### Goal of the exercise
Please copy, character for character, each line from the beginning of the listing to the line containing "surface (terminal, messaging", including both.

### Given information

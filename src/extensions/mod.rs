//! Extension contract for dynamically-loaded capability (§9 "Dynamically
//! loaded agent/plugin modules").
//!
//! The source this gateway is modeled on loads project-local JavaScript at
//! runtime and calls into it directly. That has no honest equivalent in a
//! statically-typed binary, so this module defines the three capability
//! seams a plugin can fill — tools, channels, hooks — as trait objects a
//! host registers ahead of time. A real deployment satisfies these either
//! with pre-registered built-ins, a `cdylib` loaded through a known symbol,
//! or a subprocess speaking an IPC protocol; this crate only defines the
//! seam and the first-wins collision rule, not a code-loading mechanism.

use async_trait::async_trait;
use serde_json::Value;
use tracing::warn;

use crate::orchestration::TurnInput;
use crate::provider::router::ToolExecutor;

/// A single callable tool (built-in, plugin-contributed, or agent-defined).
#[async_trait]
pub trait Tool: Send + Sync {
    fn name(&self) -> &str;
    fn description(&self) -> &str {
        ""
    }
    async fn call(&self, input: Value) -> Result<Value, String>;
}

/// A channel adapter bridges an external surface (terminal, messaging
/// service) into the gateway's turn-submission path. `channel_id` is the
/// discriminator used by `resolve_channel_session_id` (§3).
#[async_trait]
pub trait ChannelAdapter: Send + Sync {
    fn channel_id(&self) -> &str;
    async fn connect(&self) -> Result<(), String>;
    async fn disconnect(&self);
}

/// Lifecycle hooks a plugin or loaded agent can register around a turn.
#[async_trait]
pub trait TurnHooks: Send + Sync {
    async fn before_turn(&self, _session_id: &str, _input: &TurnInput) -> Result<(), String> {
        Ok(())
    }
    async fn after_turn(&self, _session_id: &str, _assistant_text: &str) {}
    async fn on_tool_result(&self, _session_id: &str, _tool_name: &str, _result: &Result<Value, String>) {}
}

/// Provenance of a registered tool, used only to break name collisions in
/// first-wins order and to explain a `degradedReasons` entry.
#[derive(Debug, Clone, Copy, PartialEq, Eq, PartialOrd, Ord)]
pub enum ToolOrigin {
    BuiltIn,
    Plugin,
    Agent,
}

/// Merges built-in, plugin, and agent-contributed tools into one namespace.
/// Registration is first-wins: a later source offering a name already
/// claimed is rejected and recorded as a degraded reason rather than
/// silently shadowing the earlier tool.
#[derive(Default)]
pub struct ToolRegistry {
    tools: std::collections::HashMap<String, (ToolOrigin, std::sync::Arc<dyn Tool>)>,
    degraded_reasons: Vec<String>,
}

impl ToolRegistry {
    pub fn new() -> Self {
        Self::default()
    }

    /// Register `tool` from `origin`. Sources must be registered in
    /// priority order (built-ins first) for "first-wins" to hold.
    pub fn register(&mut self, origin: ToolOrigin, tool: std::sync::Arc<dyn Tool>) {
        let name = tool.name().to_string();
        if let Some((existing_origin, _)) = self.tools.get(&name) {
            let reason = format!(
                "tool_name_collision: '{name}' from {origin:?} shadowed by existing {existing_origin:?} registration"
            );
            warn!("{reason}");
            self.degraded_reasons.push(reason);
            return;
        }
        self.tools.insert(name, (origin, tool));
    }

    pub fn degraded_reasons(&self) -> &[String] {
        &self.degraded_reasons
    }

    pub fn names(&self) -> Vec<String> {
        self.tools.keys().cloned().collect()
    }

    pub async fn call(&self, name: &str, input: Value) -> Result<Value, String> {
        match self.tools.get(name) {
            Some((_, tool)) => tool.call(input).await,
            None => Err(format!("unknown tool: {name}")),
        }
    }
}

/// Bridges [`ToolRegistry`] into the Provider Router's narrower
/// [`ToolExecutor`] seam so the tool-call loop doesn't need to know about
/// origins or collision bookkeeping.
#[async_trait]
impl ToolExecutor for ToolRegistry {
    async fn execute(&self, name: &str, input: Value) -> Result<Value, String> {
        self.call(name, input).await
    }

    fn tool_names(&self) -> Vec<String> {
        self.names()
    }
}

#[cfg(test)]
mod tests {
    use super::*;

    struct EchoTool(&'static str);
    #[async_trait]
    impl Tool for EchoTool {
        fn name(&self) -> &str {
            self.0
        }
        async fn call(&self, input: Value) -> Result<Value, String> {
            Ok(input)
        }
    }

    #[tokio::test]
    async fn first_registration_wins_on_name_collision() {
        let mut registry = ToolRegistry::new();
        registry.register(ToolOrigin::BuiltIn, std::sync::Arc::new(EchoTool("echo")));
        registry.register(ToolOrigin::Plugin, std::sync::Arc::new(EchoTool("echo")));

        assert_eq!(registry.names(), vec!["echo".to_string()]);
        assert_eq!(registry.degraded_reasons().len(), 1);
        assert!(registry.degraded_reasons()[0].contains("tool_name_collision"));
    }

    #[tokio::test]
    async fn call_dispatches_to_registered_tool() {
        let mut registry = ToolRegistry::new();
        registry.register(ToolOrigin::BuiltIn, std::sync::Arc::new(EchoTool("echo")));
        let result = registry.call("echo", serde_json::json!({"x": 1})).await.unwrap();
        assert_eq!(result["x"], 1);
    }

    #[tokio::test]
    async fn call_unknown_tool_is_an_error() {
        let registry = ToolRegistry::new();
        assert!(registry.call("missing", Value::Null).await.is_err());
    }
}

### Solution
filename src/extensions/mod.rs
//! Extension contract for dynamically-loaded capability (§9 "Dynamically
//! loaded agent/plugin modules").
//!
//! The source this gateway is modeled on loads project-local JavaScript at
//! runtime and calls into it directly. That has no honest equivalent in a
//! statically-typed binary, so this module defines the three capability
//! seams a plugin can fill — tools, channels, hooks — as trait objects a
//! host registers ahead of time. A real deployment satisfies these either
//! with pre-registered built-ins, a `cdylib` loaded through a known symbol,
//! or a subprocess speaking an IPC protocol; this crate only defines the
//! seam and the first-wins collision rule, not a code-loading mechanism.

use async_trait::async_trait;
use serde_json::Value;
use tracing::warn;

use crate::orchestration::TurnInput;
use crate::provider::router::ToolExecutor;

/// A single callable tool (built-in, plugin-contributed, or agent-defined).
#[async_trait]
pub trait Tool: Send + Sync {
    fn name(&self) -> &str;
    fn description(&self) -> &str {
        ""
    }
    async fn call(&self, input: Value) -> Result<Value, String>;
}

/// A channel adapter bridges an external surface (terminal, messaging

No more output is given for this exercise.